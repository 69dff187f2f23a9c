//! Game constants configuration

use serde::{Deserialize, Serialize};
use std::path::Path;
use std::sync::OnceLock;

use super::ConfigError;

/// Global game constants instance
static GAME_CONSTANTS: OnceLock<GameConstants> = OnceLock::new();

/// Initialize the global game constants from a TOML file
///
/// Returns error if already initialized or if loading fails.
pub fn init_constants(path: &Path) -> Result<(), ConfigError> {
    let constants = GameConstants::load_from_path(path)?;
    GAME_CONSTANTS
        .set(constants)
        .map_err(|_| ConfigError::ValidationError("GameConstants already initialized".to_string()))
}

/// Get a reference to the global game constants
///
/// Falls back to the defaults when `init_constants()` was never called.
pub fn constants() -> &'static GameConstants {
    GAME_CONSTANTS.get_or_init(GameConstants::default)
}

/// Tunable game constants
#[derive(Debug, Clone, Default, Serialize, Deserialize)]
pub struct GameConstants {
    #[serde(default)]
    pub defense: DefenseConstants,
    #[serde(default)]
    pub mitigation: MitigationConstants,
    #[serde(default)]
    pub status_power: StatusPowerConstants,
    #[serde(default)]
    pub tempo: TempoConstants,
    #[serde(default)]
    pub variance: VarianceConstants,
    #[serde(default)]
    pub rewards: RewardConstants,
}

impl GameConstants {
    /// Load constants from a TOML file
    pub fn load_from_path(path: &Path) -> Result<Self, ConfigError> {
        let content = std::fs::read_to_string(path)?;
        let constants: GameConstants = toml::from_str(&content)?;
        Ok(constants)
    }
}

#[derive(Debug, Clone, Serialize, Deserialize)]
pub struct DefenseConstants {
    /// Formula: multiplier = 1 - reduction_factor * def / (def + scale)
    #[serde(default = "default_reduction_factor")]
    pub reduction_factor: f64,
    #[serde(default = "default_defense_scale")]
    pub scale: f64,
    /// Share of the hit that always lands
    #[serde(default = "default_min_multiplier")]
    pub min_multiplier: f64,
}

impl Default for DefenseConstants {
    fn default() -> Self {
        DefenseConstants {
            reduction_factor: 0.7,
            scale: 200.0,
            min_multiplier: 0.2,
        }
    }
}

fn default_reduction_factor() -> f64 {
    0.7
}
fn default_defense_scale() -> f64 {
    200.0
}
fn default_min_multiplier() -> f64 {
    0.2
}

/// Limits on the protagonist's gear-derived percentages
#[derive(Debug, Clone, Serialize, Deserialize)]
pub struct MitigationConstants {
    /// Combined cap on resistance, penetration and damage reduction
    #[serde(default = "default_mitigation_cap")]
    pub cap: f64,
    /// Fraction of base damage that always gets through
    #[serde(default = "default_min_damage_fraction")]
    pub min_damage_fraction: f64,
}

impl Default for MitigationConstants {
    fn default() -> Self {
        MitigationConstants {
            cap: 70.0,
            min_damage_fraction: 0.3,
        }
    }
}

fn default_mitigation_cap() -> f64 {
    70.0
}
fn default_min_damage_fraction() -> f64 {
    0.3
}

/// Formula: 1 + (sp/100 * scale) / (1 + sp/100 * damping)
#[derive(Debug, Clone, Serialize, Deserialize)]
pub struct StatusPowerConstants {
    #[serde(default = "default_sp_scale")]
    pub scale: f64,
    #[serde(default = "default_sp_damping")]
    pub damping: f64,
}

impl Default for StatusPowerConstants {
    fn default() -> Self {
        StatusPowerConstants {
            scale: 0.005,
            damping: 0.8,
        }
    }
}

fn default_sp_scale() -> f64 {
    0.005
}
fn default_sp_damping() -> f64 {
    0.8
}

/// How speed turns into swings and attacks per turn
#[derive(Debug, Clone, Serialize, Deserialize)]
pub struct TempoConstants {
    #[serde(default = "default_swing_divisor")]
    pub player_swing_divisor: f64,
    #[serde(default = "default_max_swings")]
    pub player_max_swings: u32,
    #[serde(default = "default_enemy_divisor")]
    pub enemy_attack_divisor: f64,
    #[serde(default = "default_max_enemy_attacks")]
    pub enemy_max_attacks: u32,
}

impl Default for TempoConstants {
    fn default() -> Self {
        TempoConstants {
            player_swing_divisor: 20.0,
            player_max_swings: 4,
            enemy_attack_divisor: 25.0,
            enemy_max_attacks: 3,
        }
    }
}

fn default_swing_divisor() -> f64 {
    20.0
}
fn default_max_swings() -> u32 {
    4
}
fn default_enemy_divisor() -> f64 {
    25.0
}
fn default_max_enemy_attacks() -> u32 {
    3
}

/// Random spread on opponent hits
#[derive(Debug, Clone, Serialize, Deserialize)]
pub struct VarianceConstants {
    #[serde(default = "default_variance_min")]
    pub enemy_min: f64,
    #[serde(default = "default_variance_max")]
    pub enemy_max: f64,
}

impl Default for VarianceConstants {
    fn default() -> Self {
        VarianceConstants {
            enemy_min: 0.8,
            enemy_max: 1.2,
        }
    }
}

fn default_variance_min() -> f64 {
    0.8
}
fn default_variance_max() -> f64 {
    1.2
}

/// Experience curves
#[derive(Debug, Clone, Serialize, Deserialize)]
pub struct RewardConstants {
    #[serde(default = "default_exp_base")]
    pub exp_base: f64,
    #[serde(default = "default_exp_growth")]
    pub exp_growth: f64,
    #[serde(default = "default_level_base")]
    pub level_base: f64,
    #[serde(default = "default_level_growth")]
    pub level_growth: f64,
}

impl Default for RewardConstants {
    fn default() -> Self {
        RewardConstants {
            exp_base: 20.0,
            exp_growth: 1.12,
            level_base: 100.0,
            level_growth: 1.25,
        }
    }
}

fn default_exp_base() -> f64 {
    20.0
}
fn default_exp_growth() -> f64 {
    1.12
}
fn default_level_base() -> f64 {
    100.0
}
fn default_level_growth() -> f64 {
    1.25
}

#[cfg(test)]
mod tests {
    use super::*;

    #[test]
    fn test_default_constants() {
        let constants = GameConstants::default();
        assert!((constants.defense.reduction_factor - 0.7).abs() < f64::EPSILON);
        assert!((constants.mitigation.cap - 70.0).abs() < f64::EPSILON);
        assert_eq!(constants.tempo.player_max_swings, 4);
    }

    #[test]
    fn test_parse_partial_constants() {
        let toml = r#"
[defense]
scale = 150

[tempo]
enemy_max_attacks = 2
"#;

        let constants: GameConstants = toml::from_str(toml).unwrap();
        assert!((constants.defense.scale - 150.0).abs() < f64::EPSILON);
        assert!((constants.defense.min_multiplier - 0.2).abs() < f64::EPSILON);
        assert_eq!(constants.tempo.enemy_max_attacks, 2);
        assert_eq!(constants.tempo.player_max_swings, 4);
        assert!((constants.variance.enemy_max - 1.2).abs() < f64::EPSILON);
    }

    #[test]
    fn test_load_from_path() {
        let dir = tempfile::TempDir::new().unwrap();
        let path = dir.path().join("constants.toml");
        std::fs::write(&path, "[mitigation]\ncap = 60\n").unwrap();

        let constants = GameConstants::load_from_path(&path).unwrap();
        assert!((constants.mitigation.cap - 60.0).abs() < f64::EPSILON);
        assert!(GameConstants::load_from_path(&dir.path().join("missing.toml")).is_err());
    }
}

☆ ☆ ☆ ☆ ☆ ☆ ☆

**EXERCISE:** Based on the entries above, give the number of lines with the string "MitigationConstants" and no further text.

**SOLUTION:** 4